Help Save the Amazon Dolphin!

An Amazon River Dolphin or
An Amazon River Dolphin, or "Boto," swims through the flooded forest canopy with her calf.

Five years ago, I photographed a story for National Geographic Magazine on Amazon River Dolphins ("Botos" in Portuguese). It was a thrilling project, a chance to tell the story of a remarkable animal that most people had never heard of, living in the flooded forests of the Amazon. At the time, these dolphins were abundant,largely left alone due to a long-held attitude about them as animals of myth and enchantment. Now, all that has changed.
For several years now, these peaceful animals have been increasingly hunted for their meat, but not for human consumption: they are killed and dismembered to serve as bait for a huge, commercially valuable catfish known as the Piracatinga. This is inexcusable, and many people in Brazil have been working to get the government to intervene.

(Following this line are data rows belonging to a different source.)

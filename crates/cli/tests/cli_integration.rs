//! Integration tests for the statwatch binary

mod common;

use common::SwCommand;
use filetime::{set_file_mtime, FileTime};
use std::fs;
use std::io::{BufRead, BufReader};
use std::process::Child;
use std::sync::mpsc;
use std::thread;
use std::time::{Duration, Instant, SystemTime};
use tempfile::TempDir;

fn stdout_lines(child: &mut Child) -> mpsc::Receiver<String> {
    let stdout = child.stdout.take().unwrap();
    let (tx, rx) = mpsc::channel();
    thread::spawn(move || {
        for line in BufReader::new(stdout).lines().map_while(Result::ok) {
            if tx.send(line).is_err() {
                break;
            }
        }
    });
    rx
}

/// Wait for a line matching `pred`, skipping others
fn wait_for_line(rx: &mpsc::Receiver<String>, pred: impl Fn(&str) -> bool) -> Option<String> {
    let deadline = Instant::now() + Duration::from_secs(10);
    while let Some(left) = deadline.checked_duration_since(Instant::now()) {
        match rx.recv_timeout(left) {
            Ok(line) if pred(&line) => return Some(line),
            Ok(_) => continue,
            Err(_) => return None,
        }
    }
    None
}

fn plain_config(cmd: &SwCommand) {
    fs::write(
        cmd.config_file(),
        "[watch]\npoll_interval_ms = 20\n\n[output]\ncolor = false\n",
    )
    .unwrap();
}

#[test]
fn test_config_example_prints_defaults() {
    let temp_dir = TempDir::new().unwrap();
    let result = SwCommand::new(temp_dir.path())
        .args(&["config", "example"])
        .assert_success()
        .unwrap();

    assert!(result.contains_stdout("poll_interval_ms = 1000"));
    assert!(result.contains_stdout("[output]"));
}

#[test]
fn test_config_set_then_get() {
    let temp_dir = TempDir::new().unwrap();

    SwCommand::new(temp_dir.path())
        .args(&["config", "set", "watch.poll_interval_ms", "250"])
        .assert_success()
        .unwrap();

    let result = SwCommand::new(temp_dir.path())
        .args(&["config", "get", "watch.poll_interval_ms"])
        .assert_success()
        .unwrap();
    assert_eq!(result.stdout.trim(), "250");
}

#[test]
fn test_config_set_rejects_out_of_range() {
    let temp_dir = TempDir::new().unwrap();
    let mut cmd = SwCommand::new(temp_dir.path());
    let result = cmd
        .args(&["config", "set", "watch.poll_interval_ms", "1"])
        .assert_failure()
        .unwrap();

    assert!(result.contains_stderr("Invalid configuration value"));
    assert!(!cmd.config_file().exists());
}

#[test]
fn test_watch_missing_file_fails() {
    let temp_dir = TempDir::new().unwrap();
    let mut cmd = SwCommand::new(temp_dir.path());
    plain_config(&cmd);

    let result = cmd
        .args(&["watch", "does-not-exist.txt"])
        .assert_failure()
        .unwrap();

    assert!(result.contains_stderr("Path unavailable"));
}

#[test]
fn test_watch_without_paths_fails() {
    let temp_dir = TempDir::new().unwrap();
    let mut cmd = SwCommand::new(temp_dir.path());
    plain_config(&cmd);

    let result = cmd.args(&["watch"]).assert_failure().unwrap();
    assert!(result.contains_stderr("Nothing to watch"));
}

#[test]
fn test_watch_reports_modification() {
    let temp_dir = TempDir::new().unwrap();
    let file = temp_dir.path().join("notes.txt");
    fs::write(&file, b"v1").unwrap();
    let t0 = SystemTime::now() - Duration::from_secs(600);
    set_file_mtime(&file, FileTime::from_system_time(t0)).unwrap();

    let mut cmd = SwCommand::new(temp_dir.path());
    plain_config(&cmd);
    let mut child = cmd.args(&["watch", "notes.txt"]).spawn().unwrap();
    let rx = stdout_lines(&mut child);

    let started = rx.recv_timeout(Duration::from_secs(10)).unwrap();
    assert!(started.contains("Watching 1 path(s)"), "{started}");

    set_file_mtime(&file, FileTime::from_system_time(t0 + Duration::from_secs(10))).unwrap();
    let changed = rx.recv_timeout(Duration::from_secs(10));

    child.kill().unwrap();
    child.wait().unwrap();

    let changed = changed.unwrap();
    assert!(changed.contains("changed"), "{changed}");
    assert!(changed.ends_with("notes.txt"), "{changed}");
}

#[test]
fn test_watch_reloads_paths_from_list() {
    let temp_dir = TempDir::new().unwrap();
    let t0 = SystemTime::now() - Duration::from_secs(600);
    let list = temp_dir.path().join("list");
    let a = temp_dir.path().join("a.txt");
    let b = temp_dir.path().join("b.txt");
    fs::write(&list, "a.txt\n").unwrap();
    fs::write(&a, b"a").unwrap();
    fs::write(&b, b"b").unwrap();
    for path in [&list, &a, &b] {
        set_file_mtime(path, FileTime::from_system_time(t0)).unwrap();
    }

    let mut cmd = SwCommand::new(temp_dir.path());
    plain_config(&cmd);
    let mut child = cmd.args(&["watch", "--paths-from", "list"]).spawn().unwrap();
    let rx = stdout_lines(&mut child);

    let started = wait_for_line(&rx, |l| l.contains("Watching"));

    // Add b.txt to the list; the list file itself is watched
    let staged = temp_dir.path().join("list.new");
    fs::write(&staged, "a.txt\nb.txt\n").unwrap();
    set_file_mtime(&staged, FileTime::from_system_time(t0 + Duration::from_secs(10))).unwrap();
    fs::rename(&staged, &list).unwrap();
    let reloaded = wait_for_line(&rx, |l| l.contains("changed") && l.ends_with("list"));

    set_file_mtime(&b, FileTime::from_system_time(t0 + Duration::from_secs(20))).unwrap();
    let changed_b = wait_for_line(&rx, |l| l.contains("changed") && l.ends_with("b.txt"));

    child.kill().unwrap();
    child.wait().unwrap();

    assert!(started.unwrap().contains("Watching 2 path(s)"));
    assert!(reloaded.is_some(), "list change not reported");
    assert!(changed_b.is_some(), "b.txt not watched after reload");
}

#[test]
fn test_watch_json_output() {
    let temp_dir = TempDir::new().unwrap();
    let file = temp_dir.path().join("notes.txt");
    fs::write(&file, b"v1").unwrap();
    let t0 = SystemTime::now() - Duration::from_secs(600);
    set_file_mtime(&file, FileTime::from_system_time(t0)).unwrap();

    let mut cmd = SwCommand::new(temp_dir.path());
    plain_config(&cmd);
    let mut child = cmd.args(&["watch", "--json", "notes.txt"]).spawn().unwrap();
    let rx = stdout_lines(&mut child);

    // JSON mode prints no banner, so keep bumping until the watcher reports
    let mut line = None;
    for step in 1..=40u64 {
        let at = t0 + Duration::from_secs(10 * step);
        set_file_mtime(&file, FileTime::from_system_time(at)).unwrap();
        if let Ok(l) = rx.recv_timeout(Duration::from_millis(250)) {
            line = Some(l);
            break;
        }
    }

    child.kill().unwrap();
    child.wait().unwrap();

    let line = line.expect("no JSON event printed");
    let value: serde_json::Value = serde_json::from_str(&line).unwrap();
    assert_eq!(value["event"], "changed");
    assert!(value["path"].as_str().unwrap().ends_with("notes.txt"));
    assert!(chrono::DateTime::parse_from_rfc3339(value["at"].as_str().unwrap()).is_ok());
}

They have recently done so, declaring a five-year moratorium on the fishery. But as it is, the ban will not take effect until 2015, allowing thousands of dolphins to be killed before it does.
Having helped bring these dolphins to the attention of the world in the pages of National Geographic, I feel a personal responsibility to support efforts to protect them. I have donated pictures to support this effort and money to fuel the campaign. I hope you will join me.
Learn more about the issue here: www.theredalert.org (Click on the Language button at the top of their page)
And while you're at it, please sign the petition to stop the slaughter on Change.org. There is a link at the bottom of the RedAlert page. (Again, choose your language at the bottom of the Change.org page)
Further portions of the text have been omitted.